Just a few days ago, boats were going door to door in Houston neighborhoods rescuing entire families, but who exactly will come to the rescue of Kentucky's kids who don't have permanent homes to begin with? Nearly 2000 are available for adoption right now. That's just under 17 kids per county.
I recently talked with Kentucky's newly appointed Adoption Czar Dan Dumas, who is spearheading major change in a system that many see as dysfunctional. Dumas said that after immersing himself into the foster care system, he's seeing more than he may have bargained for. "I've cried more in the last 80 days than I have in the last 51 years," Dumas said.
Dumas is witnessing kids coming into the system traumatized and abused, but even more troubling is knowing they're coming into a broken system, one apparently stuck in status quo mode while kids languish, and wait. "It's a really difficult space," Dumas said. "It's a very hard thing to deal with." He says that there needs to be a new sense of urgency to find them homes.
The Department of Health and Family Services (DHFS) is responsible for Kentucky's children in foster care but bureaucracy, secrecy, and protection of its own image stand in their way. Last year, the agency was slapped with a $1 million fine for obstructing an open records request into the high-profile death of a Western Kentucky girl. Kentucky Court of Appeals Judge Irv Maze wrote an opinion castigating the agency's "culture of secrecy" and "systematic and categorical disregard for the rule of law." It was a wake-up call.
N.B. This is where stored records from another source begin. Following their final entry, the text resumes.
//! Router creation and configuration

use super::handlers::*;
use super::types::AppState;
use axum::{
    routing::{get, post},
    Router,
};
use std::sync::Arc;
use tower_http::cors::CorsLayer;
use tower_http::trace::TraceLayer;
use verdict_sdk::DecisionEvaluator;

/// Create REST API router
pub fn create_router(evaluator: Arc<dyn DecisionEvaluator>) -> Router {
    let state = AppState { evaluator };

    Router::new()
        .route("/dmn/health", get(health))
        .route("/dmn/evaluate", post(evaluate))
        .with_state(state)
        .layer(CorsLayer::permissive())
        .layer(TraceLayer::new_for_http())
}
Mistakes are costly, especially when they involve the most vulnerable among us. But another cost accrues when we fail to aggressively place children in permanent homes. Each child in foster care costs the state of Kentucky an average of $53,000 per year. While human life cannot be quantified merely in dollars and cents, Kentuckians pay over $450 million a year in foster care.
Dumas, a former executive at Southern Seminary and recruited by Gov. Bevin to fix the foster care system, received harsh criticism for his $240,000/year no-bid contract approved by a legislative committee on June 13. Incentives may allow for even greater pay, but if those goals are reached and more kids find permanent homes, Kentucky taxpayers may be getting their monies worth. For example, if the 2000 foster children available for adoption were permanently placed, it would save Kentucky taxpayers more than $100 million per year.
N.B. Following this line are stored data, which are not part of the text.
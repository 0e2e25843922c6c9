//! File system based resolvers

use async_trait::async_trait;
use path_absolutize::Absolutize;
use std::io::ErrorKind;
use std::path::{Path, PathBuf};
use tokio::fs;

use crate::{error::RepositoryError, traits::*, RepositoryResult};

/// Resolves a reference as a filesystem path
///
/// Relative references are interpreted against the process working
/// directory.
#[derive(Debug, Clone, Default)]
pub struct PathResolver;

impl PathResolver {
    pub fn new() -> Self {
        Self
    }
}

#[async_trait]
impl ModelResolver for PathResolver {
    fn name(&self) -> &str {
        "path"
    }

    async fn resolve(&self, model_ref: &str) -> Option<ModelSource> {
        read_model_file(Path::new(model_ref)).await
    }
}

/// Resolves a reference relative to a fixed resource root
pub struct RootedResolver {
    /// Absolute root directory
    root_path: PathBuf,
}

impl RootedResolver {
    /// Create a resolver rooted at `root_path`
    ///
    /// The root does not need to exist yet; references simply resolve to
    /// nothing until it does.
    ///
    /// # Example
    /// ```no_run
    /// use verdict_repository::RootedResolver;
    ///
    /// let resolver = RootedResolver::new("resources").unwrap();
    /// ```
    pub fn new<P: AsRef<Path>>(root_path: P) -> RepositoryResult<Self> {
        let path = root_path.as_ref();
        if path.as_os_str().is_empty() {
            return Err(RepositoryError::InvalidPath {
                path: path.to_path_buf(),
            });
        }

        let abs_path = path
            .absolutize()
            .map_err(|e| RepositoryError::Other(format!("Failed to absolutize path: {}", e)))?
            .to_path_buf();

        Ok(Self {
            root_path: abs_path,
        })
    }

    /// Absolute root directory
    pub fn root(&self) -> &Path {
        &self.root_path
    }
}

#[async_trait]
impl ModelResolver for RootedResolver {
    fn name(&self) -> &str {
        "resource-root"
    }

    async fn resolve(&self, model_ref: &str) -> Option<ModelSource> {
        read_model_file(&self.root_path.join(model_ref)).await
    }
}

/// Read a model file, treating anything unreadable as absent
async fn read_model_file(path: &Path) -> Option<ModelSource> {
    match fs::metadata(path).await {
        Ok(meta) if meta.is_file() => {}
        Ok(_) => {
            tracing::debug!("Skipping {}: not a regular file", path.display());
            return None;
        }
        Err(e) if e.kind() == ErrorKind::NotFound => return None,
        Err(e) => {
            tracing::warn!("Cannot stat {}: {}", path.display(), e);
            return None;
        }
    }

    match fs::read(path).await {
        Ok(bytes) => Some(ModelSource::new(path.display().to_string(), bytes)),
        Err(e) => {
            tracing::warn!("Cannot read {}: {}", path.display(), e);
            None
        }
    }
}

#[cfg(test)]
mod tests {
    use super::*;
    use tempfile::TempDir;

    #[tokio::test]
    async fn test_path_resolver_reads_existing_file() {
        let temp_dir = TempDir::new().unwrap();
        let file = temp_dir.path().join("model.dmn");
        fs::write(&file, "model: m").await.unwrap();

        let source = PathResolver::new()
            .resolve(file.to_str().unwrap())
            .await
            .unwrap();
        assert_eq!(source.bytes, b"model: m".to_vec());
        assert_eq!(source.location, file.display().to_string());
    }

    #[tokio::test]
    async fn test_path_resolver_missing_file() {
        let temp_dir = TempDir::new().unwrap();
        let file = temp_dir.path().join("missing.dmn");

        assert!(PathResolver::new().resolve(file.to_str().unwrap()).await.is_none());
    }

    #[tokio::test]
    async fn test_path_resolver_skips_directories() {
        let temp_dir = TempDir::new().unwrap();

        assert!(PathResolver::new()
            .resolve(temp_dir.path().to_str().unwrap())
            .await
            .is_none());
    }

    #[tokio::test]
    async fn test_rooted_resolver_joins_root() {
        let temp_dir = TempDir::new().unwrap();
        fs::create_dir_all(temp_dir.path().join("credit")).await.unwrap();
        fs::write(temp_dir.path().join("credit/approval.dmn"), "model: a")
            .await
            .unwrap();

        let resolver = RootedResolver::new(temp_dir.path()).unwrap();
        let source = resolver.resolve("credit/approval.dmn").await.unwrap();
        assert_eq!(source.bytes, b"model: a".to_vec());
        assert!(resolver.resolve("approval.dmn").await.is_none());
    }

    #[test]
    fn test_rooted_resolver_absolutizes_root() {
        let resolver = RootedResolver::new("resources").unwrap();
        assert!(resolver.root().is_absolute());
        assert!(resolver.root().ends_with("resources"));
    }

    #[test]
    fn test_rooted_resolver_rejects_empty_root() {
        assert!(matches!(
            RootedResolver::new(""),
            Err(RepositoryError::InvalidPath { .. })
        ));
    }
}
Dumas said his goal is to make the "adoption and foster care system faster, safer, more affordable, and more accessible." Kentucky Youth Advocates Director Terry Brooks praised the appointment. So did Kentucky Baptist Convention Executive Director Paul Chitwood.
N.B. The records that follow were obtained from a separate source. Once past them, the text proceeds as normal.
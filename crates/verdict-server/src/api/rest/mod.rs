//! REST API implementation
//!
//! - types: Request/response type definitions
//! - extractors: Request body extraction with the service's rejection rules
//! - conversions: JSON to decision value conversion
//! - handlers: API endpoint handlers
//! - router: Router creation and configuration
//! - tests: Unit tests for all components

mod conversions;
mod extractors;
mod handlers;
mod router;
pub mod types;

// Re-export public API
pub use extractors::JsonExtractor;
pub use router::create_router;
pub use types::{AppState, EvaluatePayload, EvaluateResponsePayload, HealthResponse};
Not everyone can become a foster or adoptive parent but there are other ways to help according to Dumas. Mentors are needed. So are respite-care providers and life-skills teachers. People can also donate to any of the 101 licensed foster care facility nonprofits that care for children.
https://adopt.ky.gov/resources/Pages/privateAgencies.aspx
"Our backs are against the wall… No one person can fix the problem. But together we can." Dumas said. "We need to join hearts, join hands. It's a collective effort."
Sounds a little bit like the efforts in Houston doesn't it? An added benefit is that focussing on kids who are less fortunate turns down the political heat that puts us at odds with one another; in the end we're improving the lives of Kentucky children by fixing foster care.
Richard Nelson is the executive director of the Commonwealth Policy Center, a Kentucky-based nonprofit public policy organization. He resides in Cadiz with his wife and children.
This column appeared in the September 8, 2017 edition of the USA Today and September 9, 2017 edition of the Louisville Courier-Journal.